Chart: Protocol and Datawrapper

China holds an estimated 89% of global rare earth separation capacity, the TCC statement pointed out. Those rare earth metals are critical to semiconductor manufacturing, and the entire industry worldwide is still entirely reliant on China in that sense.

“If something were to happen between China and Taiwan, that would be catastrophic for the semiconductor industry,” Patrick Penfield, a professor of supply chain practice at Syracuse University, told Protocol. “If we were to do what we're doing to Russia, to China — you would talk about massive supply chain issues throughout the world.”

Chart: Protocol and Datawrapper

The continued fallout of the war in Ukraine put this potential supply chain disaster in sharp relief.

“The world is still waking up to the impact of Russia’s invasion of Ukraine,” said Willy Shih, a professor at Harvard Business School. “We keep discovering more and more collateral impacts as a result of that,” he told Protocol. To illustrate this point, Shih pointed to Indonesia’s recent ban on palm oil exports, which came in response to plunging sunflower oil exports from Ukraine. Ukraine was the top producer of sunflower oil prior to the invasion; now there’s a global shortage.

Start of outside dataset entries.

use super::{ROYAL, STRAIGHTS};
use crate::core::{Card, Value};

/// Summary of a five card hand where deuces are wild.
///
/// Wild cards take whatever value and suit is best, so instead of
/// looking at the hand directly every question is asked as "can the wilds
/// complete this?".
#[derive(Debug, Clone, Copy)]
pub(super) struct WildHand {
    /// Number of deuces.
    pub wilds: usize,
    /// Count of every natural value. The deuce slot is always zero.
    counts: [u8; 13],
    /// One bit per natural value present.
    natural_set: u16,
    /// Do all naturals share a suit ? True when there are no naturals.
    suited: bool,
    /// The lone natural when there is exactly one.
    single_natural: Option<Value>,
}

impl WildHand {
    pub fn new(cards: &[Card; 5]) -> Self {
        let mut counts = [0u8; 13];
        let mut natural_set = 0u16;
        let mut suit_set = 0u8;
        let mut wilds = 0;
        let mut last_natural = None;
        for c in cards {
            if c.is_deuce() {
                wilds += 1;
            } else {
                counts[c.value as usize] += 1;
                natural_set |= 1 << c.value as u16;
                suit_set |= 1 << c.suit as u8;
                last_natural = Some(c.value);
            }
        }

        Self {
            wilds,
            counts,
            natural_set,
            suited: suit_set.count_ones() <= 1,
            single_natural: if wilds == 4 { last_natural } else { None },
        }
    }

    pub fn is_suited(&self) -> bool {
        self.suited
    }

    /// The natural card left over when there are exactly four deuces.
    pub fn four_deuce_kicker(&self) -> Option<Value> {
        self.single_natural
    }

    /// A royal flush with no wild cards at all.
    pub fn is_natural_royal(&self) -> bool {
        self.wilds == 0 && self.suited && self.natural_set == ROYAL
    }

    /// Can the wilds fill in every value of `seq` that the naturals are
    /// missing ?
    ///
    /// There are only five cards so if enough of the sequence is present
    /// every natural must be distinct and inside it.
    pub fn can_make_sequence(&self, seq: u16) -> bool {
        let present = (seq & self.natural_set).count_ones() as usize;
        5 - present <= self.wilds
    }

    pub fn can_make_royal(&self) -> bool {
        self.can_make_sequence(ROYAL)
    }

    pub fn can_make_any_straight(&self) -> bool {
        STRAIGHTS.iter().any(|s| self.can_make_sequence(*s))
    }

    /// How many natural `value`s there are.
    pub fn count(&self, value: Value) -> usize {
        usize::from(self.counts[value as usize])
    }

    /// Can some value be boosted to `n` of a kind ? With enough wilds
    /// the wilds alone make it.
    pub fn can_make_of_a_kind(&self, n: usize) -> bool {
        self.counts
            .iter()
            .any(|c| *c > 0 && usize::from(*c) + self.wilds >= n)
            || self.wilds >= n
    }

    /// Can `value` be boosted to five of a kind ?
    pub fn can_make_five(&self, value: Value) -> bool {
        self.count(value) + self.wilds >= 5
    }

    /// Try every (triple, pair) value combination. Wilds go to the triple
    /// first and whatever is left to the pair. The deuce is never a target,
    /// naturals are never deuces so the candidates are just three to ace.
    pub fn can_make_full_house(&self) -> bool {
        let candidates = &Value::values()[1..];
        candidates.iter().any(|r3| {
            let need3 = 3usize.saturating_sub(self.count(*r3));
            if need3 > self.wilds {
                return false;
            }
            let left = self.wilds - need3;
            candidates
                .iter()
                .filter(|r2| *r2 != r3)
                .any(|r2| 2usize.saturating_sub(self.count(*r2)) <= left)
        })
    }
}
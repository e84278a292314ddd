//! diskport importer library
//!
//! Pulls a virtual-disk image from an endpoint into a destination volume,
//! peeling compression and archive layers on the fly and converting disk
//! containers to raw.
//!
//! ## Pipeline
//!
//! ```text
//! Endpoint ──► Resolver ──► DataStream (sniff / decode / replay links) ──► Copier ──► dest
//!                                      │                                    │
//!                                      └────────────── Closer ◄─────────────┘
//! ```
//!
//! ## Modules
//!
//! - `endpoint`: endpoint parsing and credentials
//! - `resolver`: opens file, HTTP(S) and object-store sources
//! - `chain`: the decode chain built over a source
//! - `copier`: direct, convert and streaming-convert paths
//! - `converter`: the conversion trait, `qemu-img` and a scripted double
//! - `closer`: idempotent teardown
//! - `clone`: the socket-based volume clone pair

pub mod chain;
pub mod clone;
pub mod closer;
pub mod config;
pub mod converter;
pub mod copier;
pub mod endpoint;
pub mod error;
pub mod importer;
pub mod logging;
pub mod replay;
pub mod resolver;
pub mod s3;
pub mod tar_entry;

pub use chain::{Closable, DataStream, LinkKind};
pub use config::{ImporterConfig, ImporterSettings};
pub use converter::{ConverterError, ImageConverter, QemuImg, ScriptedConverter};
pub use copier::{CopyMode, CopyOutcome};
pub use endpoint::{Credentials, Endpoint, Scheme};
pub use error::ImportError;
pub use importer::{ImportReport, Importer};
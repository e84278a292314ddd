//! Object-store URL handling.

use base64::{prelude::BASE64_STANDARD, Engine};
use chrono::{DateTime, Utc};
use hmac::{Hmac, Mac};
use sha1::Sha1;
use url::Url;

use crate::endpoint::Credentials;
use crate::error::ImportError;

/// Path-style HTTP URL of `bucket/key` under the object-store base URL.
pub fn object_url(base: &Url, bucket: &str, key: &str) -> Result<Url, ImportError> {
    let joined = format!("{}/{}/{}", base.as_str().trim_end_matches('/'), bucket, key);
    Url::parse(&joined).map_err(|e| ImportError::InvalidEndpoint {
        endpoint: format!("s3://{bucket}/{key}"),
        reason: e.to_string(),
    })
}

/// Add query-string authentication (HMAC-SHA1, signature version 2) to an
/// object URL, valid until `expires`.
pub fn presign(
    url: &mut Url,
    bucket: &str,
    key: &str,
    credentials: &Credentials,
    expires: DateTime<Utc>,
) -> Result<(), ImportError> {
    let mut mac = Hmac::<Sha1>::new_from_slice(credentials.secret_key().as_bytes())
        .map_err(|e| ImportError::AuthFailure(format!("cannot sign request: {e}")))?;
    let string_to_sign = format!("GET\n\n\n{}\n/{}/{}", expires.timestamp(), bucket, key);
    mac.update(string_to_sign.as_bytes());
    let signature = BASE64_STANDARD.encode(mac.finalize().into_bytes());

    url.query_pairs_mut()
        .append_pair("AWSAccessKeyId", credentials.access_key())
        .append_pair("Expires", &expires.timestamp().to_string())
        .append_pair("Signature", &signature);
    Ok(())
}
//! Importer configuration.

use std::fmt;
use std::path::PathBuf;
use std::time::Duration;

use clap::Args;
use url::Url;

use crate::endpoint::Credentials;

/// Default object-store base URL.
pub const DEFAULT_S3_ENDPOINT: &str = "https://s3.amazonaws.com";

/// Default destination inside the worker's volume mount.
pub const DEFAULT_DEST: &str = "/data/disk.img";

/// Tunables of the import pipeline.
#[derive(Debug, Clone)]
pub struct ImporterConfig {
    /// Decode stages allowed before the payload is rejected.
    pub max_nesting_depth: usize,
    /// Buffer size of the direct copy.
    pub copy_buffer_size: usize,
    /// Scratch directory for the convert path. Defaults to the destination's directory.
    pub scratch_dir: Option<PathBuf>,
    /// Base URL `s3://bucket/key` endpoints resolve against.
    pub s3_endpoint: Url,
    pub connect_timeout: Duration,
    /// Whole-request timeout. Unbounded by default since images can be large.
    pub request_timeout: Option<Duration>,
    /// Transcode disk-container payloads to the target format.
    pub convert: bool,
    /// Let the converter pull plain network qcow2 sources itself.
    pub streaming_convert: bool,
    pub target_format: String,
}

impl Default for ImporterConfig {
    fn default() -> Self {
        Self {
            max_nesting_depth: 4,
            copy_buffer_size: 1024 * 1024, // 1 MiB
            scratch_dir: None,
            s3_endpoint: default_s3_endpoint(),
            connect_timeout: Duration::from_secs(30),
            request_timeout: None,
            convert: true,
            streaming_convert: true,
            target_format: "raw".to_string(),
        }
    }
}

fn default_s3_endpoint() -> Url {
    match Url::parse(DEFAULT_S3_ENDPOINT) {
        Ok(url) => url,
        Err(_) => unreachable!("default object-store endpoint is a valid URL"),
    }
}

/// Worker settings as injected by the orchestration layer.
#[derive(Clone, Args)]
pub struct ImporterSettings {
    /// Source endpoint (file://, http://, https:// or s3://).
    #[arg(long, env = "IMPORTER_ENDPOINT")]
    pub endpoint: String,

    /// Access key for the endpoint.
    #[arg(long, env = "IMPORTER_ACCESS_KEY_ID", hide_env_values = true)]
    pub access_key: Option<String>,

    /// Secret key for the endpoint.
    #[arg(long, env = "IMPORTER_SECRET_KEY", hide_env_values = true)]
    pub secret_key: Option<String>,

    /// Destination image path or block device.
    #[arg(long, env = "IMPORTER_DEST", default_value = DEFAULT_DEST)]
    pub dest: PathBuf,

    /// Log verbosity (0 = warn, 1 = info, 2 = debug, 3 = trace).
    #[arg(short, long, env = "IMPORTER_VERBOSITY", default_value_t = 1)]
    pub verbosity: u8,

    /// Path of the qemu-img binary.
    #[arg(long, env = "IMPORTER_QEMU_IMG", default_value = "qemu-img")]
    pub qemu_img: PathBuf,

    /// Override the maximum number of nested decode stages.
    #[arg(long, env = "IMPORTER_NESTING_DEPTH")]
    pub max_nesting_depth: Option<usize>,

    /// Object-store base URL for s3:// endpoints.
    #[arg(long, env = "IMPORTER_S3_ENDPOINT")]
    pub s3_endpoint: Option<Url>,
}

impl ImporterSettings {
    pub fn credentials(&self) -> Option<Credentials> {
        Credentials::from_parts(self.access_key.clone(), self.secret_key.clone())
    }

    /// Pipeline config with these settings applied over the defaults.
    pub fn to_config(&self) -> ImporterConfig {
        let mut config = ImporterConfig::default();
        if let Some(depth) = self.max_nesting_depth {
            config.max_nesting_depth = depth;
        }
        if let Some(url) = &self.s3_endpoint {
            config.s3_endpoint = url.clone();
        }
        config
    }

    /// Render the settings as the environment a worker is started with.
    ///
    /// Unset optional settings are left out rather than passed empty.
    pub fn env_pairs(&self) -> Vec<(&'static str, String)> {
        let mut pairs = vec![("IMPORTER_ENDPOINT", self.endpoint.clone())];
        if let Some(key) = &self.access_key {
            pairs.push(("IMPORTER_ACCESS_KEY_ID", key.clone()));
        }
        if let Some(secret) = &self.secret_key {
            pairs.push(("IMPORTER_SECRET_KEY", secret.clone()));
        }
        pairs.push(("IMPORTER_DEST", self.dest.display().to_string()));
        pairs.push(("IMPORTER_VERBOSITY", self.verbosity.to_string()));
        pairs.push(("IMPORTER_QEMU_IMG", self.qemu_img.display().to_string()));
        if let Some(depth) = self.max_nesting_depth {
            pairs.push(("IMPORTER_NESTING_DEPTH", depth.to_string()));
        }
        if let Some(url) = &self.s3_endpoint {
            pairs.push(("IMPORTER_S3_ENDPOINT", url.to_string()));
        }
        pairs
    }
}

impl fmt::Debug for ImporterSettings {
    fn fmt(&self, f: &mut fmt::Formatter<'_>) -> fmt::Result {
        f.debug_struct("ImporterSettings")
            .field("endpoint", &self.endpoint)
            .field("access_key", &self.access_key)
            .field("secret_key", &self.secret_key.as_ref().map(|_| "<redacted>"))
            .field("dest", &self.dest)
            .field("verbosity", &self.verbosity)
            .field("qemu_img", &self.qemu_img)
            .field("max_nesting_depth", &self.max_nesting_depth)
            .field("s3_endpoint", &self.s3_endpoint)
            .finish()
    }
}

#[cfg(test)]
mod tests {
    use super::*;
    use clap::Parser;

    #[derive(Debug, Parser)]
    struct TestCli {
        #[command(flatten)]
        settings: ImporterSettings,
    }

    fn parse(args: &[&str]) -> ImporterSettings {
        let argv = std::iter::once("importer").chain(args.iter().copied());
        TestCli::try_parse_from(argv).unwrap().settings
    }

    #[test]
    fn test_defaults() {
        let config = ImporterConfig::default();
        assert_eq!(config.max_nesting_depth, 4);
        assert_eq!(config.copy_buffer_size, 1 << 20);
        assert_eq!(config.s3_endpoint.as_str(), "https://s3.amazonaws.com/");
        assert!(config.convert);
        assert_eq!(config.target_format, "raw");
    }

    #[test]
    fn test_flags_override_config() {
        let settings = parse(&[
            "--endpoint",
            "s3://bucket/disk.img",
            "--max-nesting-depth",
            "2",
            "--s3-endpoint",
            "http://127.0.0.1:9000",
        ]);
        let config = settings.to_config();
        assert_eq!(config.max_nesting_depth, 2);
        assert_eq!(config.s3_endpoint.as_str(), "http://127.0.0.1:9000/");
        assert_eq!(settings.dest, PathBuf::from(DEFAULT_DEST));
        assert_eq!(settings.verbosity, 1);
    }

    #[test]
    fn test_env_pairs_round_trip_through_parser() {
        let settings = parse(&[
            "--endpoint",
            "https://example.com/disk.qcow2",
            "--access-key",
            "ak",
            "--secret-key",
            "sk",
            "-v",
            "2",
        ]);
        let pairs = settings.env_pairs();
        assert!(pairs.contains(&("IMPORTER_ACCESS_KEY_ID", "ak".to_string())));
        assert!(pairs.contains(&("IMPORTER_VERBOSITY", "2".to_string())));
        assert!(!pairs.iter().any(|(name, _)| *name == "IMPORTER_NESTING_DEPTH"));

        let mut argv = Vec::new();
        for (name, value) in &pairs {
            let flag = match *name {
                "IMPORTER_ENDPOINT" => "--endpoint",
                "IMPORTER_ACCESS_KEY_ID" => "--access-key",
                "IMPORTER_SECRET_KEY" => "--secret-key",
                "IMPORTER_DEST" => "--dest",
                "IMPORTER_VERBOSITY" => "--verbosity",
                "IMPORTER_QEMU_IMG" => "--qemu-img",
                other => panic!("unexpected variable {other}"),
            };
            argv.push(flag.to_string());
            argv.push(value.clone());
        }
        let argv: Vec<&str> = argv.iter().map(String::as_str).collect();
        let reparsed = parse(&argv);
        assert_eq!(reparsed.endpoint, settings.endpoint);
        assert_eq!(reparsed.credentials(), settings.credentials());
        assert!(!format!("{reparsed:?}").contains("\"sk\""));
    }
}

Fabricating our way into World War III?

Political economists have long theorized that great powers are less likely to go to war if they rely on one another for trade. The so-called “capitalist peace theory” is a core tenet of classical liberalism — one of the many reasons scholars say we should embrace globalization, even if it comes with quite a few nasty side effects. Install a McDonald’s in your capital city, Thomas Friedman posited in 1996, and no other McCountry will invade. (Russia has since served as the counterpoint to this theory, though McDonald’s is now leaving Russia.)

If the capitalist peace theory holds, then reshoring chips would have considerable geopolitical ramifications, according to Rao. In this sense, he added, China poses a greater threat: “The Chinese can’t actually threaten Taiwan currently, or at least not so easily, because they need the chips.” To secure that supply, China is expected to pour well over $100 billion dollars into developing its domestic semiconductor industry. “The way to frame this is whether or not China requires Taiwan — and in the future, they may not,” Rao said.

Chart: Protocol and Datawrapper

China’s stated aim is to reunite with Taiwan, not demolish it. So in theory, Taiwanese manufacturing shouldn’t be at risk. But Rao said delicate chip fabrication facilities could be damaged in the event of an invasion, and that would be a supply risk China would likely not want to take.

There’s an even more direct way that semiconductors enable war: Advanced weaponry is packed with chips. A single Javelin missile launching system contains around 250 semiconductors. The U.S. has already shipped well over 5,500 Javelin anti-armor systems to Ukraine since the invasion. Shih pointed out that Ukraine is consuming those missiles much faster than the U.S. can produce them, which raises concerns over U.S. manufacturing capacity given this is “one really regional conflict between Russia and Ukraine.”

“Back in the 1940s, the U.S. manufacturing industry had a lot of slack capacity, so that it could respond and pivot and be the arsenal of democracy,” said Shih, referring to the term coined by President Franklin Delano Roosevelt as the U.S. mobilized for war in 1940. Though he doesn’t currently anticipate a broader conflict, Shih said the central question is whether the U.S. could replicate its earlier industrial prowess after offshoring “so much basic capacity in basic industrial goods.”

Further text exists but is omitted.